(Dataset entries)
- Opening Delimiter -
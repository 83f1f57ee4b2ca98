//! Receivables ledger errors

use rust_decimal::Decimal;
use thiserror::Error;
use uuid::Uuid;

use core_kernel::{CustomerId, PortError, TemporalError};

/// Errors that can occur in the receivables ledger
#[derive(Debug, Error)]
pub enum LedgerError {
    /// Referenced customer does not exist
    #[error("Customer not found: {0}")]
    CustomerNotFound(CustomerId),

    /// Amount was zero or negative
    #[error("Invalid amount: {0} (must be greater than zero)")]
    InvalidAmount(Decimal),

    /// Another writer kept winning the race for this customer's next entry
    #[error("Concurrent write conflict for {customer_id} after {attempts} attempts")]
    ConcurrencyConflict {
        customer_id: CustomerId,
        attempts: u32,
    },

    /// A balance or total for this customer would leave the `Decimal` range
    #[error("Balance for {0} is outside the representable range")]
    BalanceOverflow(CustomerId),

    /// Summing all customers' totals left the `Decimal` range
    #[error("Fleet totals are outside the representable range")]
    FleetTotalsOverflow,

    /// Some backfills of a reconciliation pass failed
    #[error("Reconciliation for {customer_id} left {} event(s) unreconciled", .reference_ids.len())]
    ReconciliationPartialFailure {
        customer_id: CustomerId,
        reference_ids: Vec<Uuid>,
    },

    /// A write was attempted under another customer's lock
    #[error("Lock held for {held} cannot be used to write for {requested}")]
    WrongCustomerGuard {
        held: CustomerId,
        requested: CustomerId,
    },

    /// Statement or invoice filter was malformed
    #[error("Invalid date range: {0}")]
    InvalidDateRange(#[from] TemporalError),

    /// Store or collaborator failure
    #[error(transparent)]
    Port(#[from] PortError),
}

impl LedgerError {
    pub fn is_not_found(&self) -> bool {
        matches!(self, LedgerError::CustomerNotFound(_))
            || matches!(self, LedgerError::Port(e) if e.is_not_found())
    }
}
- Closing Delimiter -
- Opening Delimiter -
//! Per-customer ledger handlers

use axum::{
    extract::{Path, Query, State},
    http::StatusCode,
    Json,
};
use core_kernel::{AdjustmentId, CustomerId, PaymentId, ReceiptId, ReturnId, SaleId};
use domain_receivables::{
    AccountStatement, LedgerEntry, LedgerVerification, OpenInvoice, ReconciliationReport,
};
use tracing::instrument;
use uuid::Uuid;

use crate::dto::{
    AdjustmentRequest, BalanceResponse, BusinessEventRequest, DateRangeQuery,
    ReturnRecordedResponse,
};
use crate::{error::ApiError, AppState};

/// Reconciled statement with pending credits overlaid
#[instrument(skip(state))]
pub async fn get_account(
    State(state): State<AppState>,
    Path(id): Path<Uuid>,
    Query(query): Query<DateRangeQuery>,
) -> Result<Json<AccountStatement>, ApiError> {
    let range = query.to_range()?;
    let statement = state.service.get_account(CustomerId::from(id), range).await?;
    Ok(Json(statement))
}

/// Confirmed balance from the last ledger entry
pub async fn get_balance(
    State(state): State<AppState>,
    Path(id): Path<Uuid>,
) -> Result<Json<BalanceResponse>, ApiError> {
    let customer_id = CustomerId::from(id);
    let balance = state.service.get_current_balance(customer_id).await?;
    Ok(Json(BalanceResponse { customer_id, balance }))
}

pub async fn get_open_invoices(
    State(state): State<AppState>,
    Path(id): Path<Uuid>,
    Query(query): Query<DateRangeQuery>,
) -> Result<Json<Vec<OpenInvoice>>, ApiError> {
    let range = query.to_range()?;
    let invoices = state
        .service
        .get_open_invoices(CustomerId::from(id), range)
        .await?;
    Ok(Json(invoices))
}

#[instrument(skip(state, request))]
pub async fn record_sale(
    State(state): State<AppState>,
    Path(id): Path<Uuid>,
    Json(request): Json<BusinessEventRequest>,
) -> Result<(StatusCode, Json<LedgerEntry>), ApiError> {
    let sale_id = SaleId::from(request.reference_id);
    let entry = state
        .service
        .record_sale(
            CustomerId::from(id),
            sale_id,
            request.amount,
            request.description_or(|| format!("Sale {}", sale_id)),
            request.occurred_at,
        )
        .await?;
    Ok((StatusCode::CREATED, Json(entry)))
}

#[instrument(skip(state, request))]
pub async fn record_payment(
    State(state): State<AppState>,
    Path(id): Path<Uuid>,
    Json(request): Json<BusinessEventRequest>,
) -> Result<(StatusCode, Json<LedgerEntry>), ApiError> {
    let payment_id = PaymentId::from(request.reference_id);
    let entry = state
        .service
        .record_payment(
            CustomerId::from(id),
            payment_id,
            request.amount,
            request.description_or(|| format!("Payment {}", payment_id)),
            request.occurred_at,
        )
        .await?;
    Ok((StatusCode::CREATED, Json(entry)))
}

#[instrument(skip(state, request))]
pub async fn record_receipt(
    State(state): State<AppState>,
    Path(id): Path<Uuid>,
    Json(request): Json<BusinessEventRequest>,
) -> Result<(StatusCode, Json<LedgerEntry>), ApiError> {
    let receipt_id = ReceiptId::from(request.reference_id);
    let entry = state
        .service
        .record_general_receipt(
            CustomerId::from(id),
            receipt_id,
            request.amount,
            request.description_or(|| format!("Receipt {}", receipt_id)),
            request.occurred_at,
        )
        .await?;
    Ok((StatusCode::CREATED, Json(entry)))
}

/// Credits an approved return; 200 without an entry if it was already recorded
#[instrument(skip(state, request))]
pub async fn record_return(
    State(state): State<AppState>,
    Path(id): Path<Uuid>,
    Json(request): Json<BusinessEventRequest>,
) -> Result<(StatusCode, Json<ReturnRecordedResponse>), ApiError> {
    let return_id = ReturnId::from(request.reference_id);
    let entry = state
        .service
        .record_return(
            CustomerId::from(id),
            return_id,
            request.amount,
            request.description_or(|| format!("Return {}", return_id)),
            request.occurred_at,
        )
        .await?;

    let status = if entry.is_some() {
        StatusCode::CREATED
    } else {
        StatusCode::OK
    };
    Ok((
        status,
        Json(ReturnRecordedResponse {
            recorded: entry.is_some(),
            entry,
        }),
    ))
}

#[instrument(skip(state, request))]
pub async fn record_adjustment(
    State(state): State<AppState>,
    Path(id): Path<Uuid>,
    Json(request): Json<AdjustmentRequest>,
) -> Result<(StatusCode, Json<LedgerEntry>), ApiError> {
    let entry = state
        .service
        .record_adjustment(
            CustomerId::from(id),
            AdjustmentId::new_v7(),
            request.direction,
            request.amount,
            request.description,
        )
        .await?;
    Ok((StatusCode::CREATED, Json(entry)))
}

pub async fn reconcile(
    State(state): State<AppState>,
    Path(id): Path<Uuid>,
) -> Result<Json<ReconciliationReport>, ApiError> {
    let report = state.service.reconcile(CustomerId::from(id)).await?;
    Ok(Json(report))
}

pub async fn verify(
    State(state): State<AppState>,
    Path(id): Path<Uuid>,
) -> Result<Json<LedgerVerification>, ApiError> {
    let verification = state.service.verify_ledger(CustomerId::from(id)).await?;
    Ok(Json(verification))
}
- Closing Delimiter -
Work order:
Pull out every line holding "left" from the records above, and copy it.

Written response:
    /// Summing all customers' totals left the `Decimal` range
    #[error("Reconciliation for {customer_id} left {} event(s) unreconciled", .reference_ids.len())]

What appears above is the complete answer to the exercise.